Click HERE to see how we spent the next 3 days.
So, how did this illness completely lay us out for 4? The main symptoms of Chikungunya are fever and “polyarthralgia”, which means multiple joint pains. The joints that are most commonly affected are the ankles, wrists, and all the many joints in the hand. Our hands were stiff, swollen, and so weak and painful that we couldn’t open or grip things. Nic couldn’t get the microwave door open and he struggled to pop pills through their foil backing. Also, his feet hurt more than mine, and he described it as every muscle and ligament being sprained. And, unfortunately, the virus isn’t all that partial to just the wrists and ankles. Our backs and necks were stiff and sore; my neck was so painful that I couldn’t lean my head to the side in either direction. Oh yes, and all the muscles of our arms and legs ached as well. When we’d force ourselves off the couch to get a drink or use the restroom, we’d limp our way there, like so:
But, alas, that still wasn’t the extent of what this insane virus did to us! If you’ve ever had a previous joint injury, it gets a hot, firey anger from the virus and starts to hurt again. I’m one of the many people who is bothered by the oh-so-annoying TMJ (jaw joint). The right side of my jaw was so painful that it hurt to even eat spaghetti. And you know that motion where you rub your lips together to blend in chapstick or lipstick? Yeah, I couldn’t complete that minor feat. Chikungunya can also cause mouth sores, which both of us had. Eating was not it’s usual enjoyable experience during this illness. And let’s not forget the rash–we also had that freaky rash. Still, the worst part of the illness for both of us was that we FELT drastically and horribly ill. We were drained of all energy, and there’s no better way to say it than we felt completely awful. I didn’t even have the stamina to read. When we weren’t sleeping, there was no other way to pass the hours than to keep watching things on Netflix. Those long, uncomfortable days led us to watch things like this ridiculous movie. Colossal waste of time, but Johnny Depp does have a surprisingly nice voice in this extremely quirky musical.

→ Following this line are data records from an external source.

//! Disk persistence for B+ tree secondary indexes.
//!
//! Grounded on `indexing.py`'s `Index`/`IndexManager`: one JSON file per
//! `(collection, field)` under `<db>/indexes/<collection>_<field>_index.json`.
//! Unlike the source's `to_dict`, which serializes the index as a JSON
//! object keyed by the raw field value (silently stringifying numeric keys
//! under `json.dump`, so a numeric `10` and string `"10"` collide on
//! reload), the on-disk shape here is an explicit `(value, doc_ids)` entry
//! list that round-trips through [`BPlusTree::entries`]/[`BPlusTree::from_entries`]
//! without losing the value's original JSON type.

use crate::error::CoreResult;
use crate::index::BPlusTree;
use docdb_storage::Layout;
use serde::{Deserialize, Serialize};
use serde_json::Value;
use std::collections::HashMap;
use std::sync::{Arc, Mutex};

#[derive(Serialize, Deserialize)]
struct IndexFile {
    collection_name: String,
    field_name: String,
    entries: Vec<(Value, Vec<String>)>,
}

/// Owns every open B+ tree index for one database, keyed by
/// `(collection, field)`, and keeps each one's on-disk file in sync.
pub struct IndexManager {
    layout: Arc<Layout>,
    db: String,
    order: usize,
    trees: Mutex<HashMap<(String, String), BPlusTree>>,
}

impl IndexManager {
    /// Opens the index manager for one database at the configured B+ tree
    /// order. Existing index files are loaded lazily, on first access.
    #[must_use]
    pub fn new(layout: Arc<Layout>, db: impl Into<String>, order: usize) -> Self {
        Self {
            layout,
            db: db.into(),
            order,
            trees: Mutex::new(HashMap::new()),
        }
    }

    /// Declares a new index on `collection.field`, persisting an empty tree.
    /// Returns `false` if the index is already declared.
    pub fn create_index(&self, collection: &str, field: &str) -> CoreResult<bool> {
        let mut trees = self.trees.lock().unwrap();
        let key = (collection.to_string(), field.to_string());
        if trees.contains_key(&key) || self.layout.btree_index_path(&self.db, collection, field).is_file() {
            return Ok(false);
        }
        let tree = BPlusTree::new(self.order);
        self.save(collection, field, &tree)?;
        trees.insert(key, tree);
        Ok(true)
    }

    /// Removes an index's file and in-memory tree.
    pub fn drop_index(&self, collection: &str, field: &str) -> CoreResult<bool> {
        let mut trees = self.trees.lock().unwrap();
        let existed = trees.remove(&(collection.to_string(), field.to_string())).is_some();
        let path = self.layout.btree_index_path(&self.db, collection, field);
        if path.is_file() {
            std::fs::remove_file(path).map_err(docdb_storage::StorageError::Io)?;
            return Ok(true);
        }
        Ok(existed)
    }

    /// Lists every field `collection` has an index on.
    #[must_use]
    pub fn list_indexes(&self, collection: &str) -> Vec<String> {
        self.trees
            .lock()
            .unwrap()
            .keys()
            .filter(|(c, _)| c == collection)
            .map(|(_, field)| field.clone())
            .collect()
    }

    /// Returns whether `collection.field` currently has an index declared,
    /// loading it from disk first if it isn't already in memory.
    pub fn has_index(&self, collection: &str, field: &str) -> CoreResult<bool> {
        self.ensure_loaded(collection, field)?;
        Ok(self.trees.lock().unwrap().contains_key(&(collection.to_string(), field.to_string())))
    }

    /// Adds one `(value, doc_id)` entry to an index and persists it.
    pub fn add_entry(&self, collection: &str, field: &str, value: &Value, doc_id: &str) -> CoreResult<()> {
        self.ensure_loaded(collection, field)?;
        let mut trees = self.trees.lock().unwrap();
        if let Some(tree) = trees.get_mut(&(collection.to_string(), field.to_string())) {
            tree.insert(value.clone(), doc_id.to_string());
            let snapshot = tree.entries();
            drop(trees);
            self.write_entries(collection, field, snapshot)?;
        }
        Ok(())
    }

    /// Removes one `(value, doc_id)` entry from an index and persists it.
    pub fn remove_entry(&self, collection: &str, field: &str, value: &Value, doc_id: &str) -> CoreResult<()> {
        self.ensure_loaded(collection, field)?;
        let mut trees = self.trees.lock().unwrap();
        if let Some(tree) = trees.get_mut(&(collection.to_string(), field.to_string())) {
            tree.remove(value, doc_id);
            let snapshot = tree.entries();
            drop(trees);
            self.write_entries(collection, field, snapshot)?;
        }
        Ok(())
    }

    /// Finds every document id recorded under `value` in `collection.field`'s
    /// index. Returns an empty list if the index doesn't exist.
    pub fn find(&self, collection: &str, field: &str, value: &Value) -> CoreResult<Vec<String>> {
        self.ensure_loaded(collection, field)?;
        Ok(self
            .trees
            .lock()
            .unwrap()
            .get(&(collection.to_string(), field.to_string()))
            .map(|tree| tree.find(value))
            .unwrap_or_default())
    }

    fn ensure_loaded(&self, collection: &str, field: &str) -> CoreResult<()> {
        let key = (collection.to_string(), field.to_string());
        if self.trees.lock().unwrap().contains_key(&key) {
            return Ok(());
        }
        let path = self.layout.btree_index_path(&self.db, collection, field);
        if let Some(file) = self.layout.read_json::<IndexFile>(&path)? {
            let tree = BPlusTree::from_entries(self.order, file.entries);
            self.trees.lock().unwrap().insert(key, tree);
        }
        Ok(())
    }

    fn save(&self, collection: &str, field: &str, tree: &BPlusTree) -> CoreResult<()> {
        self.write_entries(collection, field, tree.entries())
    }

    fn write_entries(&self, collection: &str, field: &str, entries: Vec<(Value, Vec<String>)>) -> CoreResult<()> {
        let path = self.layout.btree_index_path(&self.db, collection, field);
        let file = IndexFile {
            collection_name: collection.to_string(),
            field_name: field.to_string(),
            entries,
        };
        self.layout.write_json(&path, &file)?;
        Ok(())
    }
}
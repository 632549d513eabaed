//! Append-only writer and compaction for one database's write-ahead log.

use super::record::WalRecord;
use crate::error::CoreResult;
use docdb_storage::Layout;
use std::fs;
use std::sync::Arc;

/// Appends [`WalRecord`]s to `<db>_transactions.log` and compacts it at
/// checkpoint time.
///
/// Grounded on `_cleanup_old_logs`'s approach: rewrite to a temporary file
/// and rename over the original, so a crash mid-compaction never leaves a
/// half-written log in place.
pub struct WalWriter {
    layout: Arc<Layout>,
}

impl WalWriter {
    /// Wraps a storage layout for WAL access.
    #[must_use]
    pub fn new(layout: Arc<Layout>) -> Self {
        Self { layout }
    }

    /// Appends one record as a single JSON line.
    pub fn append(&self, db: &str, record: &WalRecord) -> CoreResult<()> {
        let line = record.to_line()?;
        let path = self.layout.wal_path(db);
        self.layout.append_line(&path, &line)?;
        Ok(())
    }

    /// Reads every record currently in `db`'s log, in file order (oldest
    /// first).
    pub fn read_all(&self, db: &str) -> CoreResult<Vec<WalRecord>> {
        let path = self.layout.wal_path(db);
        if !path.is_file() {
            return Ok(Vec::new());
        }
        let contents = fs::read_to_string(&path)?;
        let mut records = Vec::new();
        for line in contents.lines() {
            if line.trim().is_empty() {
                continue;
            }
            records.push(WalRecord::from_line(line)?);
        }
        Ok(records)
    }

    /// Rewrites `db`'s log to contain only `records`, atomically.
    ///
    /// Used at checkpoint time to drop entries for transactions already
    /// captured in the checkpoint snapshot.
    pub fn compact(&self, db: &str, records: &[WalRecord]) -> CoreResult<()> {
        let path = self.layout.wal_path(db);
        let tmp_path = path.with_extension("log.tmp");

        {
            use std::io::Write;
            if let Some(parent) = tmp_path.parent() {
                fs::create_dir_all(parent)?;
            }
            let mut file = fs::File::create(&tmp_path)?;
            for record in records {
                writeln!(file, "{}", record.to_line()?)?;
            }
            file.flush()?;
        }

        fs::rename(&tmp_path, &path)?;
        Ok(())
    }
}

By Friday we were beginning to recover and the rash was clearing up. Saturday brought continued improvement. When we awoke on Sunday morning, however, we both had a new and different rash that was the most maddeningly, intensely itchy thing we have ever experienced. It was getting ridiculous–was this stupid virus ever going to leave us?!
And, well, I think the jury is still out on that. A week later, my appetite isn’t back to normal, our hands still ache, and several of our lymph nodes are still swollen. So, if you’ve got a Caribbean excursion planned anytime soon, you had better pack some mosquito repellent . . . and mosquito nets . . . and citronella candles . . . and those little fans that emit repellent . . . and a gas mask . . . and a biohazard suit . . . and never go outside. Other than that, enjoy your vacation.